Aparto la mano muy deprisa, me la meto en el bolsillo, haciendo como si nunca hubiera intentado abrir la puerta, silbo una canción de Billy Idol que no me puedo quitar de la cabeza.

–No iba a entrar ahí, colega. Tranquilo.

Dirk asiente lentamente, se quita el
sombrero,
cambia a otro canal, luego de nuevo a
Chicos malos.
Suspira y se quita algo de una de sus botas de vaquero.

–Todavía no está muerto.

–No, no, si lo entiendo, colega -le digo-. No te preocupes.

Bajo la escalera, traigo más cervezas, y fumamos más hash, contamos más chistes, uno sobre un oso koala y otro sobre negros, otro sobre un accidente de aviación, y luego vemos el resto de la película, prácticamente sin hablar, con largas pausas entre las frases, incluso entre las palabras, salen los títulos de crédito y Dirk se quita las gafas de sol, luego se las vuelve a poner, y yo estoy muy colocado. Él me mira y dice:

–Ally Sheedy queda muy guapo cuando le pegan -y luego ahí fuera, como en un rito, empieza una tormenta.

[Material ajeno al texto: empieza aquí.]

pub mod app;
pub mod colors;
pub mod config;
pub mod errors;
pub mod habits;
pub mod handlers;
pub mod models;
pub mod render;
pub mod state;
pub mod storage;
pub mod ui;
pub mod views;

pub use app::router;
pub use config::Config;
pub use state::{AppState, ViewState};
pub use storage::Storage;

use views::{today, CalendarMonth};

/// Loads persisted state from `storage` and builds the shared handle with the
/// calendar on the current month.
pub async fn load_app_state(storage: Storage) -> AppState {
    let data = storage.load_state().await;
    let dark_mode = storage.load_dark_mode().await;
    let view = ViewState::new(CalendarMonth::containing(today()), dark_mode);
    AppState::new(storage, data, view)
}
//! Startup wiring for scribe.
//!
//! [`build_extractor`] probes which backends are compiled in and which
//! external tools and keys are present, then orders the usable strategies
//! into an immutable [`Extractor`]. The front ends only ever talk to this
//! crate and `scribe-core`.

use std::path::Path;

use scribe_core::{Document, ExtractError, Extractor};

mod plan;
mod probe;

pub use plan::{StrategyStatus, build_extractor, describe, plan, statuses};
pub use probe::{Capabilities, Missing, Renderer, probe};

/// Read a file from disk and extract its text.
pub fn extract_path(path: &Path, extractor: &Extractor) -> Result<String, ExtractError> {
    let document = Document::from_path(path)?;
    extractor.extract(&document)
}

/// Extract text from an uploaded payload.
pub fn extract_bytes(
    filename: &str,
    data: Vec<u8>,
    extractor: &Extractor,
) -> Result<String, ExtractError> {
    let document = Document::from_upload(filename, data)?;
    extractor.extract(&document)
}

#[cfg(test)]
mod tests {
    use std::sync::Arc;

    use super::*;
    use scribe_core::StrategyKind;
    use scribe_core::mock::{MockRecognizer, MockStrategy};

    fn extractor() -> Extractor {
        Extractor::builder()
            .recognizer(Arc::new(MockRecognizer::text("  receipt total 12.00 \n")))
            .strategy(Arc::new(MockStrategy::pages(StrategyKind::TextLayer, &["page one"])))
            .build()
    }

    #[test]
    fn extract_path_reads_pdf_from_disk() {
        let dir = tempfile::tempdir().unwrap();
        let path = dir.path().join("report.PDF");
        std::fs::write(&path, b"%PDF-1.5\n...").unwrap();
        let text = extract_path(&path, &extractor()).unwrap();
        assert_eq!(text, "--- Page 1 ---\npage one");
    }

    #[test]
    fn extract_path_missing_file_is_io_error() {
        let dir = tempfile::tempdir().unwrap();
        let err = extract_path(&dir.path().join("gone.png"), &extractor()).unwrap_err();
        assert!(matches!(err, ExtractError::Io(_)));
    }

    #[test]
    fn extract_bytes_trims_image_text() {
        let text = extract_bytes("receipt.jpg", vec![0xFF, 0xD8, 0xFF], &extractor()).unwrap();
        assert_eq!(text, "receipt total 12.00");
    }

    #[test]
    fn extract_bytes_rejects_unknown_kind() {
        let err = extract_bytes("notes.txt", b"hello".to_vec(), &extractor()).unwrap_err();
        assert!(err.is_client_error());
    }
}
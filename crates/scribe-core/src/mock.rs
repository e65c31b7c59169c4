//! Hand-rolled backend mocks for tests.
//!
//! Each mock counts its calls so tests can assert which capabilities a
//! strategy touched.

use std::sync::Mutex;
use std::sync::atomic::{AtomicUsize, Ordering};

use crate::backend::{BackendError, EmbeddedTextReader, PageRasterizer, TextRecognizer};
use crate::strategy::{ExtractionStrategy, PageText, StrategyKind, number_pages};
use crate::{ImageData, ImageFormat};

/// A recognizer returning fixed text, or failing.
pub struct MockRecognizer {
    response: Result<String, String>,
    calls: AtomicUsize,
}

impl MockRecognizer {
    pub fn text(text: &str) -> Self {
        Self {
            response: Ok(text.to_string()),
            calls: AtomicUsize::new(0),
        }
    }

    pub fn failing(message: &str) -> Self {
        Self {
            response: Err(message.to_string()),
            calls: AtomicUsize::new(0),
        }
    }

    pub fn call_count(&self) -> usize {
        self.calls.load(Ordering::SeqCst)
    }
}

impl TextRecognizer for MockRecognizer {
    fn name(&self) -> &'static str {
        "mock-ocr"
    }

    fn recognize_text(&self, _image: &ImageData) -> Result<String, BackendError> {
        self.calls.fetch_add(1, Ordering::SeqCst);
        self.response
            .clone()
            .map_err(BackendError::Recognition)
    }
}

/// A text-layer reader returning fixed pages, or failing.
pub struct MockReader {
    response: Result<Vec<String>, String>,
    calls: AtomicUsize,
}

impl MockReader {
    pub fn pages(pages: &[&str]) -> Self {
        Self {
            response: Ok(pages.iter().map(|p| p.to_string()).collect()),
            calls: AtomicUsize::new(0),
        }
    }

    pub fn failing(message: &str) -> Self {
        Self {
            response: Err(message.to_string()),
            calls: AtomicUsize::new(0),
        }
    }

    pub fn call_count(&self) -> usize {
        self.calls.load(Ordering::SeqCst)
    }
}

impl EmbeddedTextReader for MockReader {
    fn name(&self) -> &'static str {
        "mock-reader"
    }

    fn extract_embedded_text(&self, _pdf: &[u8]) -> Result<Vec<String>, BackendError> {
        self.calls.fetch_add(1, Ordering::SeqCst);
        self.response.clone().map_err(BackendError::Extraction)
    }
}

/// A rasterizer that records every `(page_index, scale)` it was asked for.
pub struct MockRasterizer {
    pages: usize,
    failure: Option<String>,
    rendered: Mutex<Vec<(usize, f32)>>,
}

impl MockRasterizer {
    pub fn new(pages: usize) -> Self {
        Self {
            pages,
            failure: None,
            rendered: Mutex::new(Vec::new()),
        }
    }

    pub fn failing(message: &str) -> Self {
        Self {
            pages: 0,
            failure: Some(message.to_string()),
            rendered: Mutex::new(Vec::new()),
        }
    }

    pub fn rendered(&self) -> Vec<(usize, f32)> {
        self.rendered.lock().unwrap().clone()
    }
}

impl PageRasterizer for MockRasterizer {
    fn name(&self) -> &'static str {
        "mock-rasterizer"
    }

    fn page_count(&self, _pdf: &[u8]) -> Result<usize, BackendError> {
        match &self.failure {
            Some(message) => Err(BackendError::Open(message.clone())),
            None => Ok(self.pages),
        }
    }

    fn rasterize_page(
        &self,
        _pdf: &[u8],
        page_index: usize,
        scale: f32,
    ) -> Result<ImageData, BackendError> {
        if let Some(message) = &self.failure {
            return Err(BackendError::Render {
                page: page_index + 1,
                message: message.clone(),
            });
        }
        self.rendered.lock().unwrap().push((page_index, scale));
        Ok(ImageData {
            data: vec![0u8; 4],
            format: ImageFormat::Png,
        })
    }
}

/// A strategy with a canned outcome.
pub struct MockStrategy {
    kind: StrategyKind,
    response: Result<Vec<String>, String>,
    calls: AtomicUsize,
}

impl MockStrategy {
    pub fn pages(kind: StrategyKind, pages: &[&str]) -> Self {
        Self {
            kind,
            response: Ok(pages.iter().map(|p| p.to_string()).collect()),
            calls: AtomicUsize::new(0),
        }
    }

    pub fn failing(kind: StrategyKind, message: &str) -> Self {
        Self {
            kind,
            response: Err(message.to_string()),
            calls: AtomicUsize::new(0),
        }
    }

    pub fn call_count(&self) -> usize {
        self.calls.load(Ordering::SeqCst)
    }
}

impl ExtractionStrategy for MockStrategy {
    fn kind(&self) -> StrategyKind {
        self.kind
    }

    fn extract(&self, _pdf: &[u8]) -> Result<Vec<PageText>, BackendError> {
        self.calls.fetch_add(1, Ordering::SeqCst);
        self.response
            .clone()
            .map(number_pages)
            .map_err(BackendError::Extraction)
    }
}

Estoy en Phases, en Studio City, y se hace tarde y estoy con una chica de pelo rubio largo que puede que tenga veinte años a la que vi por primera vez bailando
Material
Girl
con un idiota y está aburrida y está conmigo y yo estoy aburrido y quiero irme de aquí y terminamos nuestras copas y vamos a mi coche y nos subimos y yo estoy algo borracho y no enciendo la radio y el coche está en silencio cuando la chica baja su ventanilla y Ventura está tan desierto que todo sigue en silencio, si se exceptúa el aire acondicionado, y ella no dice ni palabra sobre lo bonito que es mi coche y finalmente le pregunto a la muy puta, mientras abro tontamente el techo para impresionarla, al acercarnos a Encino:

–¿Cuántos etíopes entran en un Volkswagen? – y saco un Marlboro de mi chaqueta, empujo el encendedor, sonriendo.

–Todos -dice ella.

Detengo el coche en el arcén de la carretera, los neumáticos chirrían, y paro el motor. Quedo allí sentado, esperando. De algún modo se ha encendido la radio y suena una canción pero no sé de qué canción se trata y salta el encendedor. Me tiembla la mano y miro fijamente a la chica, apartándome, con el pitillo todavía en la mano. Creo que pregunta qué pasa pero yo ni siquiera la oigo y trato de calmarme y estoy a punto de seguir hacia Ventura pero entonces tengo que parar y mirar una vez más a la chica que, aburrida, pregunta que qué estoy haciendo y yo la sigo mirando y luego, muy despacio, con el pitillo todavía en la mano, vuelvo a empujar el encendedor, espero hasta que se calienta, salta, enciendo el pitillo, suelto el humo mirándola, me aparto, y luego le pregunto con mucha tranquilidad, desconfiadamente, puede que un poco confuso.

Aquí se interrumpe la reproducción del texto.